CB: What would be your advice for young musicians? What was helpful to you? How do they stay motivated, on track, and always in a growth mindset?

AY: For all young musicians I’d advise you to learn how to sing. Singing a phrase is by far the easiest and most natural way to figure out how you should shape an idea of music. Motivation is different from person to person. If you are like me, it helps to have a carrot for motivation. For me that meant competitions, auditions etc…For others that might be scheduling performances as goals.  It’s hard to stay motivated if one doesn’t have an audience to play for and share our music with.

CB: Lastly: what are three or four things that people should listen for in the Prokofiev Symphony Concerto? What would you say to someone who has never listened to a work by Prokofiev?

AY: Enjoy the banter between the soloist and the orchestra. Listen for dialogue as you might in a movie.

CB: Thank you very much for your time Amos. I very much look forward to our performance on February 19!

AY: Thank you I’m looking forward to it as well!

Watching San Francisco Symphony Assistant Principal Cello Amos Yang onstage, you’d never guess that his introduction to the cello was anything less than love at first sight. “My mother and I were going to sign up for violin lessons when we bumped into a family friend whose daughter had just auditioned for a wonderful new cello teacher,” he says. “My mom asked me if I wanted to try the cello, I shrugged my shoulders indifferently and off we went to the audition. It turns out the audition consisted of ‘bear hugging’ a tiny cello. As soon as I did that I was accepted into the studio and here I am forty plus years later still playing and hugging my cello most mornings.”
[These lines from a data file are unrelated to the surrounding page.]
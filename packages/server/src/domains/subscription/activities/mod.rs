//! Subscription activities - business logic over the record store and notifier
//!
//! Every status change goes through `transition` (or `start_draft` for new
//! drafts); nothing else writes the status column.

mod abandonment;
mod requests;
mod sweeps;
mod transition;

pub use abandonment::{
    arm_abandonment_timer, cancel_abandonment_timer, send_abandonment_reminder, ABANDONMENT_DELAY,
};
pub use requests::{request_renewal, submit_proof, ProofReceipt};
pub(crate) use sweeps::remove_from_group;
pub use sweeps::{
    expire_lapsed_subscriptions, greet_birthdays, remaining_whole_days, send_renewal_warnings,
    SweepReport,
};
pub use transition::{commit, start_draft, transition};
Amos’s is a uniquely San Francisco story. He studied with Irene Sharp at the San Francisco Conservatory and played with the SFS Youth Orchestra in its early days. “I was a bit of a challenge as an easily distracted eleven-year-old, but I'm glad they stuck with me. It was a terrific experience and training ground.” Amos’s studies weren’t limited to orchestral playing, however. “The San Francisco Boys Chorus also helped develop my physical and musical voice. I am constantly encouraging my students to sing and most of them are too embarrassed and inhibited to do this. If you can sing it you can play it!”

He went on to earn degrees from the Juilliard School before landing a post with the Seattle Symphony and performing as a member of the Maia String Quartet. Winning a position with the SFS in 2006 offered a rare and prized opportunity to join his hometown orchestra.

Amos’s return to the Bay Area continued the circle in more than one way. His son, Noah, also studies cello with Irene Sharp, while Amos teaches at the San Francisco Conservatory. He and his wife, violinist Alicia, are also parents to a daughter, Isabel, a budding violinist who sings in the San Francisco Girls Chorus.

The enormity of being part of the orchestra he listened to as a child isn’t lost on Amos. “Anytime we set foot in or draw the bow across the strings in a place like the Concertgebouw or the Musikverein, it's like a baseball player playing a game in Yankee Stadium or for a basketball player, the Boston Garden. It's a blessing and a privilege to share music with audiences in these settings.”